P-SELECTIN GLYCOPROTEIN LIGAND-1 IS THE MAJOR COUNTER-RECEPTOR FOR P-SELECTIN ON STIMULATED T-CELLS AND IS WIDELY DISTRIBUTED IN NONFUNCTIONAL FORM ON MANY LYMPHOCYTIC CELLS

P-selectin glycoprotein ligand-1 (PSGL-1) is the high affinity counter-receptor for P-selectin on myeloid cells (Sako, D., Chang, X. J., Barone, K. M., Vachino, G., White, H. M., Shaw, G., Veldman, G. M., Bean, K. M., Ahern, T. J., Furie, B., Cumming, D. A., and Larsen, G. R. (1993) Cell 75, 1179-1186). Here we demonstrate that PSGL-1 is also widely distributed on T- and B-lymphocytic tumor cell lines, resting peripheral blood T and B cells, and on stimulated peripheral blood T cell and intestinal intraepithelial lymphocyte (IEL) lines.
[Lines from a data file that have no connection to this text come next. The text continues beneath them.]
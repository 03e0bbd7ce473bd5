//! [`WorkQueue`], the deduplicating FIFO of surfaces awaiting relighting.

use alloc::collections::VecDeque;
use core::fmt;
use core::hash::Hash;

use hashbrown::HashSet as HbHashSet;

/// A first-in, first-out queue which contains each item at most once.
///
/// Re-inserting an item which is already queued keeps its original position.
pub(crate) struct WorkQueue<K> {
    order: VecDeque<K>,
    /// Exactly the elements of `order`.
    present: HbHashSet<K>,
}

impl<K: Copy + Eq + Hash> WorkQueue<K> {
    pub fn new() -> Self {
        Self {
            order: VecDeque::new(),
            present: HbHashSet::new(),
        }
    }

    /// Appends `item` unless it is already queued. Returns whether it was added.
    pub fn push(&mut self, item: K) -> bool {
        let added = self.present.insert(item);
        if added {
            self.order.push_back(item);
        }
        added
    }

    pub fn pop(&mut self) -> Option<K> {
        let item = self.order.pop_front()?;
        let removed = self.present.remove(&item);
        debug_assert!(removed);
        Some(item)
    }

    #[inline]
    pub fn contains(&self, item: &K) -> bool {
        self.present.contains(item)
    }

    #[inline]
    pub fn len(&self) -> usize {
        self.order.len()
    }

    #[inline]
    pub fn is_empty(&self) -> bool {
        self.order.is_empty()
    }

    /// Appends every item of `additions` not already queued, then drops every queued
    /// item for which `keep` returns false. Surviving items keep their relative order.
    pub fn merge(&mut self, additions: impl IntoIterator<Item = K>, mut keep: impl FnMut(&K) -> bool) {
        for item in additions {
            self.push(item);
        }
        let present = &mut self.present;
        self.order.retain(|item| {
            let kept = keep(item);
            if !kept {
                present.remove(item);
            }
            kept
        });
    }

    pub fn iter(&self) -> impl Iterator<Item = &K> + '_ {
        self.order.iter()
    }

    pub fn clear(&mut self) {
        self.order.clear();
        self.present.clear();
    }
}

impl<K: fmt::Debug> fmt::Debug for WorkQueue<K> {
    fn fmt(&self, f: &mut fmt::Formatter<'_>) -> fmt::Result {
        f.debug_list().entries(&self.order).finish()
    }
}
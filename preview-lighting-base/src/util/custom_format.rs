#![allow(clippy::missing_inline_in_public_items)]

use core::fmt;
use core::time::Duration;

use manyfmt::{Fmt, Refmt as _};

/// Format type for [`manyfmt::Fmt`] which is similar to [`fmt::Debug`], but uses an
/// alternate concise format.
///
/// This format may be on one line despite the pretty-printing option, and may lose
/// precision or Rust syntax in favor of a short at-a-glance representation.
#[expect(clippy::exhaustive_structs)]
#[derive(Clone, Copy, Debug, Eq, Hash, PartialEq)]
pub struct ConciseDebug;

impl<T: fmt::Debug, U> Fmt<ConciseDebug> for euclid::Point3D<T, U> {
    fn fmt(&self, fmt: &mut fmt::Formatter<'_>, _: &ConciseDebug) -> fmt::Result {
        write!(fmt, "({:+.3?}, {:+.3?}, {:+.3?})", self.x, self.y, self.z)
    }
}

impl Fmt<ConciseDebug> for crate::math::Aab {
    fn fmt(&self, fmt: &mut fmt::Formatter<'_>, fopt: &ConciseDebug) -> fmt::Result {
        write!(
            fmt,
            "{}..{}",
            self.lower_bounds_p().refmt(fopt),
            self.upper_bounds_p().refmt(fopt)
        )
    }
}

/// Durations are per-surface timings, so the interesting precision is in the
/// millisecond-to-microsecond range.
impl Fmt<ConciseDebug> for Duration {
    fn fmt(&self, fmt: &mut fmt::Formatter<'_>, _: &ConciseDebug) -> fmt::Result {
        write!(fmt, "{:5.2?} ms", (self.as_micros() as f32) / 1000.0)
    }
}

#[cfg(test)]
mod tests {
    use super::*;
    use crate::math::{Aab, FreePoint};

    #[test]
    fn concise_point() {
        assert_eq!(
            FreePoint::new(1.0, -2.5, 0.0).refmt(&ConciseDebug).to_string(),
            "(+1.000, -2.500, +0.000)"
        );
    }

    #[test]
    fn concise_duration() {
        assert_eq!(
            Duration::from_micros(2500).refmt(&ConciseDebug).to_string(),
            " 2.50 ms"
        );
    }

    #[test]
    fn concise_aab() {
        assert_eq!(
            Aab::new(0., 1., 0., 2., 0., 3.).refmt(&ConciseDebug).to_string(),
            "(+0.000, +0.000, +0.000)..(+1.000, +2.000, +3.000)"
        );
    }
}
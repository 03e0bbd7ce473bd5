//! Rescanning the scene: extracting every light, hashing every surface, and working
//! out which cached results may be stale.

use alloc::string::String;
use alloc::sync::Arc;
use alloc::vec::Vec;

use hashbrown::{HashMap as HbHashMap, HashSet as HbHashSet};
use manyfmt::Refmt as _;

use crate::hash::{hash_brush, hash_patch, str_digest};
use crate::light::entity::{Targets, entity_light, is_light_entity, register_target};
use crate::light::shader::ShaderCache;
use crate::light::sky::sky_light_entries;
use crate::light::sun::{WORLDSPAWN_SEED, shader_sun_seed, sun_entries, worldspawn_sun};
use crate::light::surface::{face_area_centroid, patch_area_centroid, surface_light};
use crate::light::{LightKey, LightSet, ShaderLighting};
use crate::lightmap::{BrushCache, PatchCache};
use crate::math::{Aab, FreePoint, Rgb};
use crate::options::GameConvention;
use crate::render::OverlayBackend;
use crate::scene::{Entity, NodeId, SceneAccess};
use crate::util::ConciseDebug;


/// Half-extent of the region affected by directional lights when the map is empty.
const DEFAULT_SUN_HALF_EXTENT: f64 = 8192.0;

/// The state carried over from the previous rescan.
#[derive(Debug, Default)]
pub(crate) struct Previous {
    pub lights: LightSet,
    pub brushes: HbHashMap<NodeId, BrushCache>,
    pub patches: HbHashMap<NodeId, PatchCache>,
}

/// Everything found by one rescan.
#[derive(Debug, Default)]
pub(crate) struct RescanResult {
    pub lights: LightSet,
    pub brushes: HbHashMap<NodeId, BrushCache>,
    pub patches: HbHashMap<NodeId, PatchCache>,
    /// Brushes and patches in traversal order.
    brush_order: Vec<NodeId>,
    patch_order: Vec<NodeId>,
    dirty_brushes: HbHashSet<NodeId>,
    dirty_patches: HbHashSet<NodeId>,
    /// Regions in which some light appeared, disappeared, or changed.
    pub changed_light_influences: Vec<Aab>,
    /// Old and new bounds of every surface that appeared, disappeared, or changed.
    pub changed_occluders: Vec<Aab>,
    /// Whether any surface appeared, disappeared, or changed.
    pub geometry_dirty: bool,
    /// Bounds of all brushes and patches, visible or not.
    pub map_bounds: Option<Aab>,
}

impl RescanResult {
    /// Marks as dirty every surface within a changed light's influence, and every
    /// surface within the influence of a light whose influence contains a changed
    /// occluder (since that occluder may cast or lift a shadow anywhere the light
    /// reaches).
    pub fn propagate_dirty(&mut self) {
        let mut regions = self.changed_light_influences.clone();
        regions.extend(
            self.lights
                .values()
                .map(|entry| entry.influence)
                .filter(|&influence| {
                    self.changed_occluders
                        .iter()
                        .any(|occluder| occluder.intersects(influence))
                }),
        );
        if regions.is_empty() {
            return;
        }
        let touched = |bounds: Option<Aab>| {
            bounds.is_some_and(|bounds| regions.iter().any(|region| region.intersects(bounds)))
        };
        for (&node, cache) in &self.brushes {
            if touched(cache.world_bounds()) {
                self.dirty_brushes.insert(node);
            }
        }
        for (&node, cache) in &self.patches {
            if touched(cache.world_bounds()) {
                self.dirty_patches.insert(node);
            }
        }
    }

    /// Marks every surface dirty, as when lightmap layout parameters changed.
    pub fn mark_all_dirty(&mut self) {
        self.dirty_brushes.extend(self.brush_order.iter().copied());
        self.dirty_patches.extend(self.patch_order.iter().copied());
    }

    /// Dirty brushes, in traversal order.
    pub fn dirty_brushes(&self) -> impl Iterator<Item = NodeId> + '_ {
        self.brush_order
            .iter()
            .copied()
            .filter(|node| self.dirty_brushes.contains(node))
    }

    /// Dirty patches, in traversal order.
    pub fn dirty_patches(&self) -> impl Iterator<Item = NodeId> + '_ {
        self.patch_order
            .iter()
            .copied()
            .filter(|node| self.dirty_patches.contains(node))
    }

    fn include_bounds(&mut self, bounds: Option<Aab>) {
        if let Some(bounds) = bounds {
            self.map_bounds = Some(match self.map_bounds {
                Some(map_bounds) => map_bounds.union(bounds),
                None => bounds,
            });
        }
    }
}

/// A sky shader found on some surface, whose suns and sky lights apply to the whole
/// map.
struct SkyShader {
    digest: u64,
    lighting: Arc<ShaderLighting>,
    average_color: Rgb,
}

/// Scans the whole scene, reusing the caches in `previous` for surfaces whose content
/// hash is unchanged.
///
/// Textures of stale and removed brushes are released through `backend`. The
/// returned dirty sets only reflect changed hashes until
/// [`RescanResult::propagate_dirty()`] is called.
pub(crate) fn rescan(
    access: &SceneAccess<'_>,
    shaders: &mut ShaderCache,
    game: GameConvention,
    mut previous: Previous,
    backend: &mut dyn OverlayBackend,
) -> RescanResult {
    let mut out = RescanResult::default();

    let mut targets = Targets::new();
    let mut worldspawn: Option<Entity> = None;
    access.graph.for_each_entity(&mut |entity| {
        if entity.is_worldspawn() {
            worldspawn = Some(entity.clone());
        }
        register_target(&mut targets, entity);
    });
    let suppress_shader_suns = worldspawn
        .as_ref()
        .is_some_and(|entity| entity.truthy("_noshadersun"));

    let mut sky_shaders: Vec<SkyShader> = Vec::new();
    let mut seen_sky: HbHashSet<String> = HbHashSet::new();
    let mut note_sky = |name: &str, lighting: &Arc<ShaderLighting>| {
        if seen_sky.contains(name) {
            return;
        }
        seen_sky.insert(name.into());
        sky_shaders.push(SkyShader {
            digest: str_digest(name),
            lighting: Arc::clone(lighting),
            average_color: access.shader_or_default(name).average_color,
        });
    };

    access.graph.for_each_brush(&mut |brush| {
        let node = brush.node;
        let bounds = brush.world_bounds();
        out.include_bounds(bounds);

        let hash = hash_brush(brush, access.shaders);
        let cache = match previous.brushes.remove(&node) {
            Some(old) if old.hash() == hash => old,
            old => {
                out.geometry_dirty = true;
                out.dirty_brushes.insert(node);
                if let Some(mut old) = old {
                    out.changed_occluders.extend(old.world_bounds());
                    old.release(backend);
                }
                out.changed_occluders.extend(bounds);
                BrushCache::new(hash, bounds)
            }
        };
        out.brushes.insert(node, cache);
        out.brush_order.push(node);

        for (index, face) in brush.faces.iter().enumerate() {
            if !brush.face_participates(face) {
                continue;
            }
            let lighting = shaders.get(&face.shader, access);
            let info = access.shader_or_default(&face.shader);
            if lighting.behaves_like_sky(info.flags) {
                note_sky(&face.shader, &lighting);
                continue;
            }
            if lighting.surface_light.is_none() {
                continue;
            }
            let entry = face_area_centroid(face, &brush.local_to_world)
                .and_then(|shape| surface_light(shape, &lighting, info.average_color));
            if let Some(entry) = entry {
                let face = u32::try_from(index).unwrap_or(u32::MAX);
                out.lights.insert(LightKey::SurfaceFace { node, face }, entry);
            }
        }
    });

    access.graph.for_each_patch(&mut |patch| {
        let node = patch.node;
        let bounds = patch.world_bounds();
        out.include_bounds(bounds);

        let hash = hash_patch(patch, access.shaders);
        let cache = match previous.patches.remove(&node) {
            Some(old) if old.hash() == hash => old,
            old => {
                out.geometry_dirty = true;
                out.dirty_patches.insert(node);
                if let Some(old) = old {
                    out.changed_occluders.extend(old.world_bounds());
                }
                out.changed_occluders.extend(bounds);
                PatchCache::new(hash, bounds)
            }
        };
        out.patches.insert(node, cache);
        out.patch_order.push(node);

        if !patch.participates() {
            return;
        }
        let lighting = shaders.get(&patch.shader, access);
        let info = access.shader_or_default(&patch.shader);
        if lighting.behaves_like_sky(info.flags) {
            note_sky(&patch.shader, &lighting);
            return;
        }
        if lighting.surface_light.is_none() {
            return;
        }
        if let Some(entry) = patch_area_centroid(patch)
            .and_then(|shape| surface_light(shape, &lighting, info.average_color))
        {
            out.lights.insert(LightKey::SurfacePatch(node), entry);
        }
    });

    for (_, mut old) in previous.brushes.drain() {
        out.geometry_dirty = true;
        out.changed_occluders.extend(old.world_bounds());
        old.release(backend);
    }
    for (_, old) in previous.patches.drain() {
        out.geometry_dirty = true;
        out.changed_occluders.extend(old.world_bounds());
    }

    let map_center = out.map_bounds.map_or(FreePoint::origin(), |b| b.center());
    let sun_influence = out.map_bounds.unwrap_or(Aab::from_center_half_extent(
        FreePoint::origin(),
        DEFAULT_SUN_HALF_EXTENT,
    ));

    for sky in &sky_shaders {
        let color = sky.lighting.emitted_color(sky.average_color);
        for (index, sky_light) in sky.lighting.sky_lights.iter().enumerate() {
            if sky_light.value <= 0.0 {
                continue;
            }
            out.lights.extend(sky_light_entries(
                sky.digest,
                index,
                sky_light,
                color,
                sun_influence,
            ));
        }
    }

    let world_sun = worldspawn
        .as_ref()
        .and_then(|entity| Some((entity.node, worldspawn_sun(entity, &targets, map_center)?)));
    if let Some((node, sun)) = world_sun {
        out.lights.extend(sun_entries(&sun, WORLDSPAWN_SEED, sun_influence, |sample| {
            LightKey::WorldspawnSun { node, sample }
        }));
    } else if !suppress_shader_suns {
        for sky in &sky_shaders {
            for (sun_index, sun) in sky.lighting.suns.iter().enumerate() {
                let shader = sky.digest;
                out.lights.extend(sun_entries(
                    sun,
                    shader_sun_seed(shader, sun_index),
                    sun_influence,
                    |sample| LightKey::ShaderSun {
                        shader,
                        index: LightKey::sample_index(sun_index, sample as usize),
                    },
                ));
            }
        }
    }

    access.graph.for_each_entity(&mut |entity| {
        if !is_light_entity(entity) {
            return;
        }
        if let Some(entry) = entity_light(entity, &targets, game, sun_influence) {
            out.lights.insert(LightKey::Entity(entity.node), entry);
        }
    });

    for (key, entry) in &out.lights {
        match previous.lights.remove(key) {
            None => out.changed_light_influences.push(entry.influence),
            Some(old) if old.hash != entry.hash => out
                .changed_light_influences
                .push(old.influence.union(entry.influence)),
            Some(_) => {}
        }
    }
    out.changed_light_influences
        .extend(previous.lights.values().map(|entry| entry.influence));

    log::debug!(
        "rescanned {brushes} brushes and {patches} patches: {lights} lights, \
        {changed_lights} changed light regions, {changed_occluders} changed occluders, \
        {sky} sky shaders",
        brushes = out.brushes.len(),
        patches = out.patches.len(),
        lights = out.lights.len(),
        changed_lights = out.changed_light_influences.len(),
        changed_occluders = out.changed_occluders.len(),
        sky = sky_shaders.len(),
    );
    if let Some(bounds) = out.map_bounds {
        log::trace!("map bounds {}", bounds.refmt(&ConciseDebug));
    }

    out
}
However, the majority of PSGL-1-positive resting peripheral blood lymphocytic cells and lymphoid tumor cell lines do not display significant P-selectin binding. In contrast, in vitro stimulated peripheral blood T cell and IEL lines avidly bind P-selectin, and PSGL-1 is the sole high affinity counter-receptor mediating this binding. During the course of in vitro stimulation, cell surface expression levels of PSGL-1 do not change as P-selectin binding increases. Rather, the activities of two glycosyltransferases reportedly involved in the production of functional PSGL-1 in myeloid cells are substantially higher in the stimulated T-lymphocytic lines than in resting T lymphocytes, consistent with the hypothesis that activation-dependent post-translational events contribute to the expression of functional PSGL-1 on lymphocytes.